_WHAT THE EXERCISE ASKS:_ An exact restatement of every record is required.

---- RECORDS PROVIDED

impl ContainerBuilder {
    fn new() -> Self {
        Self {
            settings: Settings::default(),
            registry: DefinitionRegistry::new(),
            sources: Vec::new(),
            classes: Vec::new(),
            injector: Arc::new(Autowirer),
            proxies: Arc::new(DeferredProxyFactory),
            error: None,
        }
    }

    /// Replaces all settings at once.
    pub fn settings(mut self, settings: Settings) -> Self {
        self.settings = settings;
        self
    }

    pub fn autowiring(mut self, enabled: bool) -> Self {
        self.settings.autowiring = enabled;
        self
    }

    pub fn discover_classes(mut self, enabled: bool) -> Self {
        self.settings.discover_classes = enabled;
        self
    }

    pub fn validate(mut self, enabled: bool) -> Self {
        self.settings.validate = enabled;
        self
    }

    /// Defines `name`. A later definition for the same name wins.
    ///
    /// An invalid name is reported by [`build()`](ContainerBuilder::build).
    pub fn define(mut self, name: &str, definition: impl Into<Descriptor>) -> Self {
        ProviderRegistry::define(&mut self, name, definition.into());
        self
    }

    /// Defines every `(name, definition)` pair, in order.
    pub fn add_definitions<I, K, D>(mut self, definitions: I) -> Self
    where
        I: IntoIterator<Item = (K, D)>,
        K: AsRef<str>,
        D: Into<Descriptor>,
    {
        for (name, definition) in definitions {
            ProviderRegistry::define(&mut self, name.as_ref(), definition.into());
        }
        self
    }

    /// Adds a [`Provider`] module.
    pub fn add_provider(mut self, provider: &dyn Provider) -> Self {
        debug!(provider = provider.name(), "Registering provider");
        provider.register(&mut self);
        self
    }

    /// Adds a definition source, consulted after the builder's own
    /// definitions and before autowiring.
    pub fn add_source(mut self, source: impl DefinitionSource + 'static) -> Self {
        self.sources.push(Arc::new(source));
        self
    }

    /// Makes `T` available for autowiring under its class name.
    pub fn register_class<T: Injectable>(mut self) -> Self {
        self.classes.push(ClassInfo::of::<T>());
        self
    }

    /// Replaces the default [`Autowirer`].
    pub fn injector(mut self, injector: impl Injector + 'static) -> Self {
        self.injector = Arc::new(injector);
        self
    }

    /// Replaces the default [`DeferredProxyFactory`].
    pub fn proxy_factory(mut self, proxies: impl ProxyFactory + 'static) -> Self {
        self.proxies = Arc::new(proxies);
        self
    }

    /// Builds the container.
    ///
    /// With validation on, checks that every alias target, explicit
    /// reference and required constructor parameter can be resolved, and
    /// that no eager construction chain loops.
    #[instrument(skip(self), name = "container_build")]
    pub fn build(mut self) -> Result<Container> {
        if let Some(err) = self.error.take() {
            return Err(err);
        }

        info!(
            definitions = self.registry.len(),
            sources = self.sources.len(),
            "Building container"
        );

        let validate = self.settings.validate;
        let container = self.assemble();
        if validate {
            let definitions = container.inner.definitions.read();
            GraphValidator::new(&definitions).validate()?;
        }

        info!("Container built successfully ✓");
        Ok(container)
    }

    fn assemble(self) -> Container {
        let catalog = Arc::new(ClassCatalog::new());
        if self.settings.discover_classes {
            catalog.discover();
        }
        for class in self.classes {
            catalog.register(class);
        }

        let definitions = SourceChain {
            registry: self.registry,
            sources: self.sources,
            autowiring: self
                .settings
                .autowiring
                .then(|| Autowiring::new(catalog.clone())),
        };

        Container {
            inner: Arc::new(Inner {
                definitions: RwLock::new(definitions),
                cache: DashMap::new(),
                catalog,
                injector: self.injector,
                proxies: self.proxies,
                settings: self.settings,
            }),
        }
    }
}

--------

_SOLVED EXERCISE:_
impl ContainerBuilder {
    fn new() -> Self {
        Self {
            settings: Settings::default(),
            registry: DefinitionRegistry::new(),
            sources: Vec::new(),
            classes: Vec::new(),
            injector: Arc::new(Autowirer),
            proxies: Arc::new(DeferredProxyFactory),
            error: None,
        }
    }

    /// Replaces all settings at once.
    pub fn settings(mut self, settings: Settings) -> Self {
        self.settings = settings;
        self
    }

    pub fn autowiring(mut self, enabled: bool) -> Self {
        self.settings.autowiring = enabled;
        self
    }

    pub fn discover_classes(mut self, enabled: bool) -> Self {
        self.settings.discover_classes = enabled;
        self
    }

    pub fn validate(mut self, enabled: bool) -> Self {
        self.settings.validate = enabled;
        self
    }

    /// Defines `name`. A later definition for the same name wins.
    ///
    /// An invalid name is reported by [`build()`](ContainerBuilder::build).
    pub fn define(mut self, name: &str, definition: impl Into<Descriptor>) -> Self {
        ProviderRegistry::define(&mut self, name, definition.into());
        self
    }

    /// Defines every `(name, definition)` pair, in order.
    pub fn add_definitions<I, K, D>(mut self, definitions: I) -> Self
    where
        I: IntoIterator<Item = (K, D)>,
        K: AsRef<str>,
        D: Into<Descriptor>,
    {
        for (name, definition) in definitions {
            ProviderRegistry::define(&mut self, name.as_ref(), definition.into());
        }
        self
    }

    /// Adds a [`Provider`] module.
    pub fn add_provider(mut self, provider: &dyn Provider) -> Self {
        debug!(provider = provider.name(), "Registering provider");
        provider.register(&mut self);
        self
    }

    /// Adds a definition source, consulted after the builder's own
    /// definitions and before autowiring.
    pub fn add_source(mut self, source: impl DefinitionSource + 'static) -> Self {
        self.sources.push(Arc::new(source));
        self
    }

    /// Makes `T` available for autowiring under its class name.
    pub fn register_class<T: Injectable>(mut self) -> Self {
        self.classes.push(ClassInfo::of::<T>());
        self
    }

    /// Replaces the default [`Autowirer`].
    pub fn injector(mut self, injector: impl Injector + 'static) -> Self {
        self.injector = Arc::new(injector);
        self
    }

    /// Replaces the default [`DeferredProxyFactory`].
    pub fn proxy_factory(mut self, proxies: impl ProxyFactory + 'static) -> Self {
        self.proxies = Arc::new(proxies);
        self
    }

    /// Builds the container.
    ///
    /// With validation on, checks that every alias target, explicit
    /// reference and required constructor parameter can be resolved, and
    /// that no eager construction chain loops.
    #[instrument(skip(self), name = "container_build")]
    pub fn build(mut self) -> Result<Container> {
        if let Some(err) = self.error.take() {
            return Err(err);
        }

        info!(
            definitions = self.registry.len(),
            sources = self.sources.len(),
            "Building container"
        );

        let validate = self.settings.validate;
        let container = self.assemble();
        if validate {
            let definitions = container.inner.definitions.read();
            GraphValidator::new(&definitions).validate()?;
        }

        info!("Container built successfully ✓");
        Ok(container)
    }

    fn assemble(self) -> Container {
        let catalog = Arc::new(ClassCatalog::new());
        if self.settings.discover_classes {
            catalog.discover();
        }
        for class in self.classes {
            catalog.register(class);
        }

        let definitions = SourceChain {
            registry: self.registry,
            sources: self.sources,
            autowiring: self
                .settings
                .autowiring
                .then(|| Autowiring::new(catalog.clone())),
        };

        Container {
            inner: Arc::new(Inner {
                definitions: RwLock::new(definitions),
                cache: DashMap::new(),
                catalog,
                injector: self.injector,
                proxies: self.proxies,
                settings: self.settings,
            }),
        }
    }
}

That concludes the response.